In a recent experiment, Huskey asked participants to read pairs of movie summaries and to choose which one they preferred. Each movie summary was rated in advance by its level of emotion, from negative to positive, and the level of arousal it provokes, from really boring to incredibly exciting. People made hundreds of choices during a session.
Just like with food, how we feel can have a powerful effect on the media we prefer, so Huskey showed participants various images before they made their movie summary choices to test the effect of different emotional states.
“If I show you 20 pictures of people getting violently assaulted, that's going to bring you down a little bit,” said Huskey, “If I show you 20 pictures of kids at their birthday party, Blue Angels or Olympians winning gold medals, that puts you in a pretty good mood.”
The result helps explain the consistent draw of horror movies: people preferred content that was both highly negative and highly exciting. What’s more, when people were in a negative mood, their preference for negative movie summaries increased.
This could have implications for our experience with social media. As platforms show us content that gets us more and more upset, this research suggests that these negative emotions in turn increase our preference for that upsetting content, at least to a point.
“This is the shocking thing,” said Huskey. “From decades of theory, we expect that if we're in a bad mood, we'll want to watch something uplifting to help get us out of that dark place. But we simply didn't see that.”
How curiosity can lead to unexpected rewards
Rage bait doesn’t have to lead to an endless negative spiral, however. Curiosity, chance and a little bit of mindfulness can help us escape.
In another study, currently under submission for peer-reviewed publication, Huskey examined how people choose new books. Buying a book involves three types of calculations, he said.
One is called reinforcement learning, which is trying to do more of what you like and less of what you don’t like. It’s a trial-and-error process.
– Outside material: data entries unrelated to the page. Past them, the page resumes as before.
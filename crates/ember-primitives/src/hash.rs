//! 32-byte digest type

use crate::Word;
use std::fmt;
use thiserror::Error;

/// Hash parsing error
#[derive(Debug, Error)]
pub enum HashError {
    /// Invalid hex string
    #[error("invalid hex string: {0}")]
    InvalidHex(String),
    /// Invalid length
    #[error("invalid hash length: expected 32 bytes, got {0}")]
    InvalidLength(usize),
}

/// 256-bit digest (32 bytes)
#[derive(Clone, Copy, PartialEq, Eq, Hash, Default)]
pub struct H256([u8; 32]);

impl H256 {
    /// Size in bytes
    pub const LEN: usize = 32;

    /// Zero hash
    pub const ZERO: H256 = H256([0u8; 32]);

    /// Create from bytes
    pub const fn from_bytes(bytes: [u8; 32]) -> Self {
        H256(bytes)
    }

    /// Create from an exactly 32-byte slice
    pub fn from_slice(slice: &[u8]) -> Result<Self, HashError> {
        if slice.len() != Self::LEN {
            return Err(HashError::InvalidLength(slice.len()));
        }
        let mut bytes = [0u8; 32];
        bytes.copy_from_slice(slice);
        Ok(H256(bytes))
    }

    /// Parse from hex string
    pub fn from_hex(s: &str) -> Result<Self, HashError> {
        let s = s.strip_prefix("0x").unwrap_or(s);
        let bytes = hex::decode(s).map_err(|e| HashError::InvalidHex(e.to_string()))?;
        Self::from_slice(&bytes)
    }

    /// Get as bytes
    pub fn as_bytes(&self) -> &[u8; 32] {
        &self.0
    }

    /// Interpret the digest as a big-endian word
    pub fn to_word(&self) -> Word {
        Word::from_big_endian(&self.0)
    }

    /// Convert to hex string
    pub fn to_hex(&self) -> String {
        format!("0x{}", hex::encode(self.0))
    }
}

impl fmt::Debug for H256 {
    fn fmt(&self, f: &mut fmt::Formatter<'_>) -> fmt::Result {
        write!(f, "H256({})", self.to_hex())
    }
}

impl fmt::Display for H256 {
    fn fmt(&self, f: &mut fmt::Formatter<'_>) -> fmt::Result {
        write!(f, "{}", self.to_hex())
    }
}

impl From<[u8; 32]> for H256 {
    fn from(bytes: [u8; 32]) -> Self {
        H256(bytes)
    }
}

impl AsRef<[u8]> for H256 {
    fn as_ref(&self) -> &[u8] {
        &self.0
    }
}

#[cfg(test)]
mod tests {
    use super::*;

    #[test]
    fn test_h256_from_hex() {
        let hash = H256::from_hex(&format!("0x{}", "ab".repeat(32))).unwrap();
        assert_eq!(hash.as_bytes(), &[0xAB; 32]);
    }

    #[test]
    fn test_h256_wrong_length() {
        assert!(matches!(
            H256::from_slice(&[0u8; 31]),
            Err(HashError::InvalidLength(31))
        ));
    }

    #[test]
    fn test_h256_to_word() {
        let mut bytes = [0u8; 32];
        bytes[31] = 7;
        assert_eq!(H256::from_bytes(bytes).to_word(), Word::from(7u64));
    }
}
//! EVM error types

use ember_primitives::Word;
use thiserror::Error;

/// Conditions that end a frame early.
///
/// Every variant except [`EvmError::Revert`] is a fault: the frame halts
/// with success=false and an empty stack. `Revert` carries the payload of an
/// explicit REVERT and keeps the stack.
#[derive(Debug, Error, Clone, PartialEq, Eq)]
pub enum EvmError {
    /// Stack underflow
    #[error("stack underflow")]
    StackUnderflow,

    /// Stack overflow
    #[error("stack overflow (max 1024)")]
    StackOverflow,

    /// Invalid jump destination
    #[error("invalid jump destination: {0}")]
    InvalidJump(Word),

    /// Unassigned opcode byte, or the designated INVALID opcode
    #[error("invalid opcode: 0x{0:02x}")]
    InvalidOpcode(u8),

    /// Opcode that needs world-state writes
    #[error("unsupported opcode: {0}")]
    Unsupported(&'static str),

    /// Memory offset or size does not fit the address space
    #[error("invalid memory access")]
    InvalidMemoryAccess,

    /// Memory growth beyond the configured limit
    #[error("memory limit exceeded: {requested} bytes requested, limit {limit}")]
    MemoryLimitExceeded {
        /// Bytes the access needed
        requested: usize,
        /// Configured limit
        limit: usize,
    },

    /// Write in static context
    #[error("state modification in static context")]
    StaticCallViolation,

    /// Return data out of bounds
    #[error("return data out of bounds")]
    ReturnDataOutOfBounds,

    /// Explicit REVERT with data
    #[error("execution reverted")]
    Revert(Vec<u8>),
}

/// Result type for EVM operations
pub type EvmResult<T> = Result<T, EvmError>;
use thiserror::Error;

pub type Result<T> = std::result::Result<T, PagechatError>;

#[derive(Error, Debug)]
pub enum PagechatError {
    #[error("Invalid input: {0}")]
    InvalidInput(String),

    #[error("Embedding dimension mismatch: expected {expected}, got {actual}")]
    DimensionMismatch { expected: usize, actual: usize },

    #[error("Search requested against an index with no records")]
    EmptyIndex,

    #[error("No index has been built yet")]
    NotReady,

    #[error("Embedding backend unavailable: {0}")]
    EmbeddingUnavailable(String),

    #[error("Stream channel error: {0}")]
    Channel(String),

    #[error("Generation error: {0}")]
    Generation(String),

    #[error("Configuration error: {0}")]
    Config(#[from] config::ConfigError),

    #[error("IO error: {0}")]
    Io(#[from] std::io::Error),

    #[error("Other error: {0}")]
    Other(#[from] anyhow::Error),
}

pub mod chunker;
pub mod config;
pub mod embeddings;
pub mod generation;
pub mod highlight;
pub mod index;
pub mod notify;
pub mod retriever;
The second is reward generalization, which extends past experiences to the likely outcomes of future, unknown experiences. For example, if a person loved Taylor Swift’s albums “The Tortured Poets Department” and “1989,” they can be pretty sure they’ll also love “The Life of a Showgirl.”
The third calculation is something the brain does to push us toward what we’ve never tried before. It could be a horror movie when we only watch rom coms. It could be taking a risk by ordering an omelet instead of our usual pancakes. Huskey calls this priority for novel information the “information bonus.”
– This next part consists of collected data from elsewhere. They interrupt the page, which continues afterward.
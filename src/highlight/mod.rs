
use serde_json::Value;

/// A highlightable payload in tagged form.
///
/// Hosts deliver loosely shaped highlight messages: a bare string, an
/// object carrying `content`, or nested arrays of either. This enum is
/// the normalized shape; [`flatten_all`] turns any mix of them into the
/// ordered list of strings the rendering layer should search for. DOM
/// traversal itself stays with the host.
#[derive(Debug, Clone, PartialEq, Eq)]
pub enum HighlightSource {
    Plain(String),
    Structured {
        content: String,
        children: Vec<HighlightSource>,
    },
}

impl HighlightSource {
    fn flatten_into(&self, out: &mut Vec<String>) {
        match self {
            Self::Plain(text) => {
                if !text.is_empty() {
                    out.push(text.clone());
                }
            }
            Self::Structured { content, children } => {
                if !content.is_empty() {
                    out.push(content.clone());
                }
                for child in children {
                    child.flatten_into(out);
                }
            }
        }
    }
}

impl From<String> for HighlightSource {
    #[inline]
    fn from(text: String) -> Self {
        Self::Plain(text)
    }
}

impl From<&str> for HighlightSource {
    #[inline]
    fn from(text: &str) -> Self {
        Self::Plain(text.to_string())
    }
}

/// Depth-first flattening of highlight sources into non-empty strings,
/// preserving order.
#[inline]
pub fn flatten_all(sources: &[HighlightSource]) -> Vec<String> {
    let mut out = Vec::new();
    for source in sources {
        source.flatten_into(&mut out);
    }
    out
}

/// Convert a loosely shaped JSON highlight payload into tagged sources.
///
/// Accepted shapes: a string, an object with a string `content` field and
/// an optional `children` array, or an array of any of these, nested
/// arbitrarily. Anything else is ignored.
#[inline]
pub fn sources_from_json(value: &Value) -> Vec<HighlightSource> {
    match value {
        Value::String(text) => vec![HighlightSource::Plain(text.clone())],
        Value::Array(items) => items.iter().flat_map(sources_from_json).collect(),
        Value::Object(fields) => {
            let content = fields
                .get("content")
                .and_then(Value::as_str)
                .unwrap_or_default()
                .to_string();
            let children = fields
                .get("children")
                .map(sources_from_json)
                .unwrap_or_default();
            if content.is_empty() && children.is_empty() {
                Vec::new()
            } else {
                vec![HighlightSource::Structured { content, children }]
            }
        }
        _ => Vec::new(),
    }
}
With access to a database of nearly 2 million Amazon book purchase ratings by about 35,000 people, Huskey found that people tend to buy books similar to books they have bought before.
This wasn’t surprising, but what did surprise him had to do with the information bonus: it was strongest for the most curious people. These people were most likely to try a book that was very different than others they had enjoyed and they were also more likely to enjoy it.
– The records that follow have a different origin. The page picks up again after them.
use std::time::Duration;

use async_trait::async_trait;
use reqwest::Client;
use serde::{Deserialize, Serialize};
use tracing::debug;
use url::Url;

use crate::config::OllamaConfig;
use crate::embeddings::EmbeddingProvider;
use crate::{PagechatError, Result};

const DEFAULT_TIMEOUT_SECONDS: u64 = 30;

/// Embedding provider backed by Ollama's `/api/embed` batch endpoint.
#[derive(Debug, Clone)]
pub struct OllamaEmbedder {
    client: Client,
    url: Url,
    model: String,
    batch_size: usize,
}

#[derive(Debug, Serialize)]
struct EmbedRequest<'a> {
    model: &'a str,
    input: &'a [String],
}

#[derive(Debug, Deserialize)]
struct EmbedResponse {
    embeddings: Vec<Vec<f32>>,
}

impl OllamaEmbedder {
    /// # Errors
    /// `EmbeddingUnavailable` when the endpoint URL is invalid or the
    /// HTTP client cannot be built.
    #[inline]
    pub fn new(config: &OllamaConfig) -> Result<Self> {
        let url = config
            .base_url()?
            .join("/api/embed")
            .map_err(|e| PagechatError::EmbeddingUnavailable(format!("invalid embed URL: {e}")))?;

        let client = Client::builder()
            .timeout(Duration::from_secs(DEFAULT_TIMEOUT_SECONDS))
            .build()
            .map_err(|e| {
                PagechatError::EmbeddingUnavailable(format!("failed to build HTTP client: {e}"))
            })?;

        Ok(Self {
            client,
            url,
            model: config.embedding_model.clone(),
            batch_size: config.batch_size.max(1) as usize,
        })
    }

    async fn embed_batch(&self, texts: &[String]) -> Result<Vec<Vec<f32>>> {
        let request = EmbedRequest {
            model: &self.model,
            input: texts,
        };

        let response = self
            .client
            .post(self.url.clone())
            .json(&request)
            .send()
            .await
            .map_err(|e| PagechatError::EmbeddingUnavailable(format!("transport error: {e}")))?;

        if !response.status().is_success() {
            let status = response.status();
            let body = response.text().await.unwrap_or_default();
            let snippet: String = body.chars().take(240).collect();
            return Err(PagechatError::EmbeddingUnavailable(format!(
                "HTTP {status}: {snippet}"
            )));
        }

        let parsed: EmbedResponse = response.json().await.map_err(|e| {
            PagechatError::EmbeddingUnavailable(format!("failed to parse embed response: {e}"))
        })?;

        if parsed.embeddings.len() != texts.len() {
            return Err(PagechatError::EmbeddingUnavailable(format!(
                "expected {} embeddings, got {}",
                texts.len(),
                parsed.embeddings.len()
            )));
        }

        Ok(parsed.embeddings)
    }
}

#[async_trait]
impl EmbeddingProvider for OllamaEmbedder {
    async fn embed(&self, texts: &[String]) -> Result<Vec<Vec<f32>>> {
        if texts.is_empty() {
            return Ok(Vec::new());
        }

        debug!("Generating embeddings for {} texts", texts.len());

        let mut results = Vec::with_capacity(texts.len());
        for batch in texts.chunks(self.batch_size) {
            results.extend(self.embed_batch(batch).await?);
        }

        debug!("Generated {} embeddings total", results.len());
        Ok(results)
    }
}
“Curiosity not only makes you seek out more novel information but also seems to amplify the likelihood that you enjoy that information,” said Huskey.
Breaking out of the rage bait rut
Whatever media we consume, Huskey said it’s also important that a person’s personal goals match up with their actions. This way, we can take control over the kinds of content we see even if we can’t change how it makes us feel.
“It's really easy to get kind of captivated by negative content, but one of the best things you can do is step back a little bit and ask yourself about your own personal goals, like, what is important for me to know about this information,” said Huskey.
“Above all else,” he added, “cultivate your curiosity, especially if you are consuming a lot of the same type of negative content. That will help you seek out newer, more enjoyable things.”